Collected data entries:
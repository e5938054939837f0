use super::{GridEntity, GridModel, Location};

/// Everything the map view needs to draw one cell
#[derive(Debug, Clone, PartialEq, Eq)]
pub struct CellSnapshot {
    pub symbol: char,
    pub long_description: String,
    /// Occupant symbols in the order the entity manager returned them
    pub entities: Vec<String>,
}

/// A frozen copy of the grid taken on the simulation thread.
/// This is the only form in which the world crosses over to the UI thread.
#[derive(Debug, Clone, PartialEq, Eq, Default)]
pub struct MapSnapshot {
    pub width: usize,
    pub height: usize,
    /// Row-major, `width * height` cells
    pub cells: Vec<CellSnapshot>,
}

impl MapSnapshot {
    /// Capture the whole grid, row by row
    pub fn capture<G: GridModel>(grid: &G) -> Self {
        let width = grid.width();
        let height = grid.height();
        let mut cells = Vec::with_capacity(width * height);

        for row in 0..height {
            for col in 0..width {
                let location = grid.location_at(col, row);
                cells.push(CellSnapshot {
                    symbol: location.symbol(),
                    long_description: location.long_description(),
                    entities: grid
                        .contents_of(location)
                        .into_iter()
                        .map(|entity| entity.symbol().to_string())
                        .collect(),
                });
            }
        }

        Self {
            width,
            height,
            cells,
        }
    }

    /// Cell at the given column and row
    #[cfg(test)]
    pub fn cell(&self, col: usize, row: usize) -> Option<&CellSnapshot> {
        if col >= self.width || row >= self.height {
            return None;
        }
        self.cells.get(row * self.width + col)
    }
}

#[cfg(test)]
mod tests {
    use super::*;
    use crate::world::SampleWorld;

    #[test]
    fn test_capture_is_row_major() {
        let world = SampleWorld::from_rows(&["Sb", ".R"]);
        let snapshot = MapSnapshot::capture(&world);

        assert_eq!((snapshot.width, snapshot.height), (2, 2));
        assert_eq!(snapshot.cells.len(), 4);
        assert_eq!(snapshot.cell(0, 0).map(|c| c.symbol), Some('S'));
        assert_eq!(snapshot.cell(1, 0).map(|c| c.symbol), Some('b'));
        assert_eq!(snapshot.cell(0, 1).map(|c| c.symbol), Some('.'));
        assert_eq!(snapshot.cell(1, 1).map(|c| c.symbol), Some('R'));
        assert_eq!(snapshot.cell(2, 0), None);
    }

    #[test]
    fn test_capture_keeps_entity_order() {
        let mut world = SampleWorld::from_rows(&["."]);
        for symbol in ["o", "s", "w"] {
            world.place(symbol, symbol, (0, 0));
        }
        let snapshot = MapSnapshot::capture(&world);

        let cell = snapshot.cell(0, 0).expect("cell");
        assert_eq!(cell.entities, vec!["o", "s", "w"]);
        assert_eq!(cell.long_description, "Middle Earth (0, 0)");
    }
}
/// Widths of the two halves of the window, plus an optional window height clamp
#[derive(Debug, Clone, Copy, PartialEq, Eq)]
pub struct FrameLayout {
    pub map_width: u32,
    pub controls_width: u32,
    /// `Some(h)` when the screen is taller than the map and the window should shrink to it
    pub window_height: Option<u32>,
}

impl FrameLayout {
    /// Split the screen between map and controls.
    ///
    /// `map_width`/`map_height` are the map's natural size in pixels,
    /// `controls_width` the preferred width of the control column.
    pub fn compute(
        screen_width: u32,
        screen_height: u32,
        map_width: u32,
        map_height: u32,
        controls_width: u32,
    ) -> Self {
        let natural = map_width + controls_width;

        let (map, controls) = if screen_width == natural {
            (map_width, controls_width)
        } else if screen_width > natural {
            // Extra room goes to the controls
            (map_width, screen_width - map_width)
        } else if screen_width > controls_width {
            (screen_width - controls_width, controls_width)
        } else {
            (screen_width / 2, screen_width / 2)
        };

        Self {
            map_width: map,
            controls_width: controls,
            window_height: (screen_height > map_height).then_some(map_height),
        }
    }
}
use crate::model::{Action, ActionKind, CompassBearing};

/// What the hero can do in one tick
#[derive(Debug, Clone, PartialEq, Eq)]
pub enum SampleAction {
    Move {
        bearing: CompassBearing,
        label: String,
    },
    /// Pick up the thing at this index in the world's thing list
    Take { item: usize, label: String },
    Wait,
}

impl SampleAction {
    pub fn go(bearing: CompassBearing) -> Self {
        SampleAction::Move {
            bearing,
            label: format!("Move {}", bearing.name()),
        }
    }

    pub fn take(item: usize, description: &str) -> Self {
        SampleAction::Take {
            item,
            label: format!("Take {description}"),
        }
    }
}

impl Action for SampleAction {
    fn description(&self) -> &str {
        match self {
            SampleAction::Move { label, .. } | SampleAction::Take { label, .. } => label,
            SampleAction::Wait => "Wait",
        }
    }

    fn kind(&self) -> ActionKind {
        match self {
            SampleAction::Move { bearing, .. } => ActionKind::Move {
                bearing: Some(*bearing),
            },
            _ => ActionKind::Other,
        }
    }
}
mod constants;
mod store;

pub use constants::*;
pub use store::*;

use crate::config::RendererConfig;
use bevy::prelude::*;
use std::path::PathBuf;
use thiserror::Error;

/// Failure to load one bitmap. The store keeps going without it.
#[derive(Debug, Error)]
pub enum AssetError {
    #[error("missing asset {path}: {source}")]
    Missing {
        path: PathBuf,
        #[source]
        source: std::io::Error,
    },

    #[error("unreadable asset {path}: {source}")]
    Decode {
        path: PathBuf,
        #[source]
        source: image::ImageError,
    },
}

/// Loads every terrain and entity bitmap once, before anything is drawn
pub fn load_assets(mut commands: Commands, config: Res<RendererConfig>) {
    let store = AssetStore::load(&config.asset_root);
    info!(
        "Asset store ready from {} ({} missing)",
        config.asset_root.display(),
        store.missing().len()
    );
    commands.insert_resource(store);
}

DIRECTIONS FOR THIS TASK
State only the count of lines above that hold the string "MapSnapshot".

EXPECTED ANSWER
4